My absolute favorite chemo nurses were there, too, Angie and Trish.  I've really liked all the chemo nurses I've had, but I've had these two the most.  Trish was the one that took care of me the first day.  She put up with a crazy amount of weird questions, and never made me feel stupid once.  When she was teaching me how to give myself the shots, she even showed me how to inject them on herself (with saline, of course!), and when I asked her if I was in any danger of puncturing important organs, like my kidneys or spleen, she was very gracious when she assured me I was not, and in fact, she had never heard of anyone piercing organs with a half-in needle, and was pretty sure it was impossible.

A few medical details from yesterday:
First, the good, great, and wonderful news:  NO MORE SHOTS!!!!!  My doctor was feeling very generous yesterday, and said I am DONE with those awful, horrible little things.  I almost hugged her, but I'm not sure she's the "hugging" type.  She did, however, smile a lot at my enthusiastic response. :)

Also, I can start using Latisse to help jump-start my eye-lash regrowth.  I'm pretty excited for that, since I literally have a grand total of 8 eye lashes left.  No exaggeration.  I'm looking forward to them growing back! 

I am going to start a 5-year hormone drug.  It starts with a T, but I don't remember the name.  However, it can potentially cause blood clots in your legs, so my doctor measured my calves to see where our starting point was.  She found that my right calf measured larger than my left calf, and since the chemo drugs can potentially (though rarely), cause blood clots too, I had to rush right over to the hospital for an ultrasound on my leg after chemo.  It was pretty scary, since the possible outcomes ranged from "nothing at all, I just have weird legs" (not exactly how they termed it, but I think that's what the medical jargon meant), to admitting me into the hospital immediately and holding me there until they fixed the clot, if I was lucky.  So, that was a little nerve-wracking, but we just prayed that everything would turn out alright.  And, while the procedure was uncomfortable, the (un)official results are that I'm fine!  The doctor still has to "approve" the results, but the tech said that she always airs on the side of caution, and saw absolutely nothing that looked abnormal.  And she even did both legs for comparison.  So, thankfully, I just fall into the "weird legs" category.  Praise the Lord for that!
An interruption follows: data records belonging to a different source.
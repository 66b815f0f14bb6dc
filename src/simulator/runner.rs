//! Batched, cancellable simulator runs on the rayon pool.

use rayon::prelude::*;
use serde::{Deserialize, Serialize};

use crate::combat::rng::{batch_seed, SplitMix64};
use crate::error::SimulationError;
use crate::parallel::{split_iterations, CancelToken, WorkerPool};
use crate::simulator::scenario::Scenario;
use crate::simulator::{simulate_tally, SimulatorResult, Tally};

pub const DEFAULT_ITERATIONS: u32 = 10_000;
pub const DEFAULT_BATCHES: usize = 16;

#[derive(Debug, Clone, Copy, PartialEq, Eq, Serialize, Deserialize)]
#[serde(default)]
pub struct SimulatorConfig {
    pub iterations: u32,
    /// `None` draws a seed from the operating system.
    pub seed: Option<u64>,
    pub batches: usize,
}

impl Default for SimulatorConfig {
    fn default() -> Self {
        Self {
            iterations: DEFAULT_ITERATIONS,
            seed: None,
            batches: DEFAULT_BATCHES,
        }
    }
}

impl SimulatorConfig {
    pub fn with_seed(self, seed: u64) -> Self {
        Self {
            seed: Some(seed),
            ..self
        }
    }

    fn resolve_seed(&self) -> u64 {
        match self.seed {
            Some(seed) => seed,
            None => match SplitMix64::from_os() {
                Ok(mut rng) => rand::RngCore::next_u64(&mut rng),
                Err(err) => {
                    tracing::warn!(error = %err, "os entropy unavailable, seeding from 0");
                    0
                }
            },
        }
    }
}

/// Split the run into `config.batches` seeded batches on `pool`. Batches that
/// start after `cancel` fires are skipped and the run reports
/// [`SimulationError::Cancelled`].
pub fn run_simulation(
    scenario: &Scenario,
    config: &SimulatorConfig,
    pool: &WorkerPool,
    cancel: &CancelToken,
) -> Result<SimulatorResult, SimulationError> {
    let seed = config.resolve_seed();
    let batches = split_iterations(config.iterations, config.batches.max(1));

    let tally = pool.install(|| {
        batches
            .par_iter()
            .enumerate()
            .map(|(index, &size)| {
                if cancel.is_cancelled() {
                    return Tally::new(scenario.targets.len());
                }
                let mut rng = SplitMix64::new(batch_seed(seed, index));
                let tally = simulate_tally(scenario, size, &mut rng);
                tracing::debug!(batch = index, iterations = size, "simulator batch done");
                tally
            })
            .reduce(|| Tally::new(scenario.targets.len()), Tally::merge)
    })?;

    if cancel.is_cancelled() && tally.iterations < config.iterations {
        return Err(SimulationError::Cancelled {
            completed: tally.iterations,
            requested: config.iterations,
        });
    }

    tracing::debug!(
        iterations = tally.iterations,
        batches = batches.len(),
        seed,
        "simulation finished"
    );
    Ok(tally.into_result(scenario))
}
//! Support expedition shelling.

use crate::combat::attack_power::AttackPowerParams;
use crate::combat::common::{finish_hit_rate, finish_power, formation_mods, target_evasion};
use crate::combat::hit_rate::{basic_accuracy_term, HitRateParams};
use crate::combat::modifier::AttackPowerModifier;
use crate::combat::report::AttackParams;
use crate::combat::shelling::{carrier_basic_power, uses_carrier_formula, SHELLING_CRITICAL_CONSTANT};
use crate::combat::types::{DamageState, WarfareContext};
use crate::data::formation::FormationWarfare;
use crate::entity::ship::Ship;

pub const SUPPORT_SHELLING_CAP: f64 = 170.0;
pub const SUPPORT_BASE_ACCURACY: f64 = 64.0;
const SUPPORT_POWER_BASE: f64 = 4.0;

pub fn can_attack(attacker: &Ship, target: &Ship) -> bool {
    !attacker.is_submarine()
        && !target.is_submarine()
        && attacker.damage_state() > DamageState::Taiha
}

pub fn params(ctx: &WarfareContext, attacker: &Ship, target: &Ship) -> AttackParams {
    let env = &ctx.attacker_env;
    let basic = if uses_carrier_formula(attacker) {
        carrier_basic_power(attacker, target, 0.0)
    } else {
        attacker
            .firepower()
            .map(|firepower| f64::from(firepower) + SUPPORT_POWER_BASE)
    };

    let power = basic.map(|basic| {
        let precap_a = formation_mods(env, FormationWarfare::Shelling).power
            * ctx.engagement.modifier()
            * attacker.damage_state().common_power_mod();
        let mut params = AttackPowerParams::new(basic, SUPPORT_SHELLING_CAP);
        params.precap_mod = AttackPowerModifier::multiply(precap_a);
        finish_power(params, attacker, target)
    });

    let accuracy = attacker.luck().map(|luck| {
        let base = SUPPORT_BASE_ACCURACY
            + basic_accuracy_term(attacker.level, luck)
            + f64::from(attacker.accuracy());
        let engagement = ctx.engagement.accuracy_modifier();
        (base * engagement * attacker.morale_state().attacker_accuracy_mod()).floor()
    });
    let hit_rate = accuracy
        .zip(target_evasion(target, &ctx.target_env, FormationWarfare::Shelling, 0.0))
        .map(|(accuracy, evasion)| {
            finish_hit_rate(
                HitRateParams::new(accuracy, evasion, SHELLING_CRITICAL_CONSTANT),
                attacker,
                target,
            )
        });

    AttackParams {
        power,
        hit_rate,
        hits: 1,
    }
}
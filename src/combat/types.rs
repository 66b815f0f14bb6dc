//! Engagement context: the value objects every warfare calculation takes.

use serde::{Deserialize, Serialize};

use crate::data::formation::Formation;
use crate::entity::org::OrgType;

#[derive(Debug, Clone, Copy, Default, PartialEq, Eq, Hash, Serialize, Deserialize)]
pub enum Side {
    #[default]
    Player,
    Enemy,
}

#[derive(Debug, Clone, Copy, Default, PartialEq, Eq, Hash, Serialize, Deserialize)]
pub enum FleetType {
    #[default]
    Main,
    Escort,
}

#[derive(Debug, Clone, Copy, Default, PartialEq, Eq, Hash, Serialize, Deserialize)]
pub enum Engagement {
    #[default]
    Parallel,
    HeadOn,
    GreenT,
    RedT,
}

impl Engagement {
    /// Pre-cap power multiplier.
    pub fn modifier(self) -> f64 {
        match self {
            Self::Parallel => 1.0,
            Self::HeadOn => 0.8,
            Self::GreenT => 1.2,
            Self::RedT => 0.6,
        }
    }

    /// Accuracy multiplier for day shelling, torpedo, ASW and support attacks.
    pub fn accuracy_modifier(self) -> f64 {
        match self {
            Self::Parallel => 1.0,
            Self::HeadOn => 0.9,
            Self::GreenT => 1.1,
            Self::RedT => 0.8,
        }
    }
}

/// Air control from the attacker's point of view.
#[derive(Debug, Clone, Copy, Default, PartialEq, Eq, Hash, Serialize, Deserialize)]
pub enum AirState {
    AirSupremacy,
    AirSuperiority,
    #[default]
    AirParity,
    AirDenial,
    AirIncapability,
}

impl AirState {
    /// Fighter power ratio thresholds: `fp >= 3 * enemy` is supremacy, and so on.
    pub fn from_fighter_power(own: i32, enemy: i32) -> Self {
        let own = f64::from(own.max(0));
        let enemy = f64::from(enemy.max(0));
        if enemy == 0.0 {
            return if own > 0.0 {
                Self::AirSupremacy
            } else {
                Self::AirParity
            };
        }
        if own >= 3.0 * enemy {
            Self::AirSupremacy
        } else if own >= 1.5 * enemy {
            Self::AirSuperiority
        } else if own * 1.5 > enemy {
            Self::AirParity
        } else if own * 3.0 > enemy {
            Self::AirDenial
        } else {
            Self::AirIncapability
        }
    }

    pub fn allows_day_cutin(self) -> bool {
        matches!(self, Self::AirSupremacy | Self::AirSuperiority)
    }
}

/// Health buckets. Ordered from worst to best.
#[derive(Debug, Clone, Copy, PartialEq, Eq, Hash, PartialOrd, Ord, Serialize, Deserialize)]
pub enum DamageState {
    Sunk,
    Taiha,
    Chuuha,
    Shouha,
    Normal,
}

impl DamageState {
    pub const ALL: [DamageState; 5] = [
        DamageState::Sunk,
        DamageState::Taiha,
        DamageState::Chuuha,
        DamageState::Shouha,
        DamageState::Normal,
    ];

    pub fn from_hp(current_hp: i32, max_hp: i32) -> Self {
        if current_hp <= 0 {
            return Self::Sunk;
        }
        if max_hp <= 0 {
            return Self::Normal;
        }
        let quarter = 4 * current_hp;
        if quarter <= max_hp {
            Self::Taiha
        } else if quarter <= 2 * max_hp {
            Self::Chuuha
        } else if quarter <= 3 * max_hp {
            Self::Shouha
        } else {
            Self::Normal
        }
    }

    pub fn index(self) -> usize {
        self as usize
    }

    /// Attack power modifier for shelling, ASW and night attacks.
    pub fn common_power_mod(self) -> f64 {
        match self {
            Self::Chuuha => 0.7,
            Self::Taiha => 0.4,
            _ => 1.0,
        }
    }

    pub fn torpedo_power_mod(self) -> f64 {
        match self {
            Self::Chuuha => 0.8,
            Self::Taiha | Self::Sunk => 0.0,
            _ => 1.0,
        }
    }
}

#[derive(Debug, Clone, Copy, PartialEq, Eq, Hash, Serialize, Deserialize)]
pub enum MoraleState {
    Sparkle,
    Normal,
    Orange,
    Red,
}

impl MoraleState {
    pub fn from_morale(morale: i32) -> Self {
        match morale {
            m if m >= 50 => Self::Sparkle,
            m if m >= 30 => Self::Normal,
            m if m >= 20 => Self::Orange,
            _ => Self::Red,
        }
    }

    pub fn attacker_accuracy_mod(self) -> f64 {
        match self {
            Self::Sparkle => 1.2,
            Self::Normal => 1.0,
            Self::Orange => 0.8,
            Self::Red => 0.5,
        }
    }

    /// Multiplies the accuracy-minus-evasion term when this ship is the target.
    pub fn target_mod(self) -> f64 {
        match self {
            Self::Sparkle => 0.7,
            Self::Normal => 1.0,
            Self::Orange => 1.2,
            Self::Red => 1.4,
        }
    }
}

/// Contact ranks, best first.
#[derive(Debug, Clone, Copy, PartialEq, Eq, Hash, PartialOrd, Ord, Serialize, Deserialize)]
pub enum ContactRank {
    Rank1,
    Rank2,
    Rank3,
}

impl ContactRank {
    pub const ALL: [ContactRank; 3] = [ContactRank::Rank1, ContactRank::Rank2, ContactRank::Rank3];

    pub fn from_accuracy(accuracy: i32) -> Self {
        match accuracy {
            a if a >= 3 => Self::Rank1,
            2 => Self::Rank2,
            _ => Self::Rank3,
        }
    }

    /// Carrier shelling power modifier applied after the cap.
    pub fn day_power_mod(self) -> f64 {
        match self {
            Self::Rank1 => 1.2,
            Self::Rank2 => 1.17,
            Self::Rank3 => 1.12,
        }
    }

    /// Flat night attack power bonus from a night contact plane of this accuracy.
    pub fn night_power_bonus(self) -> f64 {
        match self {
            Self::Rank1 => 9.0,
            Self::Rank2 => 7.0,
            Self::Rank3 => 5.0,
        }
    }
}

/// Night battle conditions one side brings.
#[derive(Debug, Clone, Copy, Default, PartialEq, Eq, Hash, Serialize, Deserialize)]
#[serde(default)]
pub struct NightConditions {
    pub contact: Option<ContactRank>,
    pub searchlight: bool,
    pub starshell: bool,
}

#[derive(Debug, Clone, Copy, Default, PartialEq, Eq, Hash, Serialize, Deserialize)]
#[serde(default)]
pub struct NightSituation {
    pub attacker: NightConditions,
    pub target: NightConditions,
}

/// Where a ship sits in its comp.
#[derive(Debug, Clone, Copy, PartialEq, Serialize, Deserialize)]
#[serde(default)]
pub struct ShipEnvironment {
    pub side: Side,
    pub org_type: OrgType,
    pub fleet_type: FleetType,
    pub position: usize,
    pub fleet_len: usize,
    pub formation: Formation,
    /// Day observation fleet LoS term; computed from the ship alone when absent
    pub fleet_los_mod: Option<f64>,
}

impl Default for ShipEnvironment {
    fn default() -> Self {
        Self {
            side: Side::Player,
            org_type: OrgType::Single,
            fleet_type: FleetType::Main,
            position: 0,
            fleet_len: 6,
            formation: Formation::LineAhead,
            fleet_los_mod: None,
        }
    }
}

impl ShipEnvironment {
    pub fn enemy() -> Self {
        Self {
            side: Side::Enemy,
            org_type: OrgType::EnemySingle,
            ..Default::default()
        }
    }

    pub fn is_flagship(&self) -> bool {
        self.position == 0 && self.fleet_type == FleetType::Main
    }

    pub fn is_top_half(&self) -> bool {
        self.position < self.fleet_len.div_ceil(2)
    }

    pub fn is_combined(&self) -> bool {
        self.org_type.is_combined()
    }

    pub fn with_position(mut self, position: usize) -> Self {
        self.position = position;
        self
    }

    pub fn with_formation(mut self, formation: Formation) -> Self {
        self.formation = formation;
        self
    }
}

/// Everything about an engagement that is not a ship. Never mutated in place:
/// every `with_*` returns a new context.
#[derive(Debug, Clone, Copy, Default, PartialEq, Serialize, Deserialize)]
#[serde(default)]
pub struct WarfareContext {
    pub attacker_env: ShipEnvironment,
    pub target_env: ShipEnvironment,
    pub engagement: Engagement,
    pub air_state: AirState,
    pub night: NightSituation,
}

impl WarfareContext {
    pub fn new(attacker_env: ShipEnvironment, target_env: ShipEnvironment) -> Self {
        Self {
            attacker_env,
            target_env,
            ..Default::default()
        }
    }

    pub fn with_engagement(self, engagement: Engagement) -> Self {
        Self { engagement, ..self }
    }

    pub fn with_air_state(self, air_state: AirState) -> Self {
        Self { air_state, ..self }
    }

    pub fn with_formations(self, attacker: Formation, target: Formation) -> Self {
        Self {
            attacker_env: self.attacker_env.with_formation(attacker),
            target_env: self.target_env.with_formation(target),
            ..self
        }
    }

    pub fn with_night(self, night: NightSituation) -> Self {
        Self { night, ..self }
    }
}

#[cfg(test)]
mod tests {
    use super::*;

    #[test]
    fn damage_state_thresholds() {
        assert_eq!(DamageState::from_hp(40, 40), DamageState::Normal);
        assert_eq!(DamageState::from_hp(31, 40), DamageState::Normal);
        assert_eq!(DamageState::from_hp(30, 40), DamageState::Shouha);
        assert_eq!(DamageState::from_hp(20, 40), DamageState::Chuuha);
        assert_eq!(DamageState::from_hp(10, 40), DamageState::Taiha);
        assert_eq!(DamageState::from_hp(0, 40), DamageState::Sunk);
    }

    #[test]
    fn damage_state_is_monotonic_in_hp() {
        let max_hp = 57;
        let mut previous = DamageState::Sunk;
        for hp in 0..=max_hp {
            let state = DamageState::from_hp(hp, max_hp);
            assert!(state >= previous);
            previous = state;
        }
    }

    #[test]
    fn air_state_from_fighter_power() {
        assert_eq!(AirState::from_fighter_power(300, 100), AirState::AirSupremacy);
        assert_eq!(AirState::from_fighter_power(150, 100), AirState::AirSuperiority);
        assert_eq!(AirState::from_fighter_power(100, 100), AirState::AirParity);
        assert_eq!(AirState::from_fighter_power(50, 100), AirState::AirDenial);
        assert_eq!(AirState::from_fighter_power(30, 100), AirState::AirIncapability);
    }

    #[test]
    fn context_builders_return_new_values() {
        let base = WarfareContext::default();
        let changed = base.with_engagement(Engagement::RedT);
        assert_eq!(base.engagement, Engagement::Parallel);
        assert_eq!(changed.engagement, Engagement::RedT);
    }
}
I will be getting the radiation process started in a few weeks.  I know that I will have to go through a "mapping" process, where they "map" out the area on my body for radiation.  Most of the time they make you get tattoos, but yesterday, I found out there are actually alternatives to tattoos, involving super sticky things that you have to keep covered in bandages when not in the office.  I've heard they're more work for the doctors, and more upkeep for me, but it would be completely worth it to me to not have little grey dots all over.  Radiation will be 5 days a week, and I think that will go for 6 or 7 weeks.  I've been so focused on getting through chemo, that I still have a lot to learn about radiation, so I'll keep you posted as I find out more!

Well, I still have a few hours left before it all starts to hit.....and with that time, I am going to a dear friend's wedding.  I've never attempted such a big outing so quickly after chemo, so I am hoping and praying that I make it through!

And, a photo from yesterday.  My friend Katie was also there, so left-right across in the back is Katie, then Angie & Trish, with me in the front.  I am so glad to be done with chemo, but will miss seeing them! I'll have to stop by to say hi every now and then.

I'll keep you posted on my progress as I get through this last round.  I'll be ready for more celebration when I'm done with all the pain from this round.  And I'll REALLY be ready to celebrate in August when I'll be done with everything! 

1 comment:

  1. Yay Kelli!! Praise the Lord for the last day of chemo! And no more shots, how wonderful. Today is probably a pretty rough day for you, so I hope you are able to find comfort in your songs and, most importantly, in our ever-present Savior. I'm praying for you. Love you 'cuz'!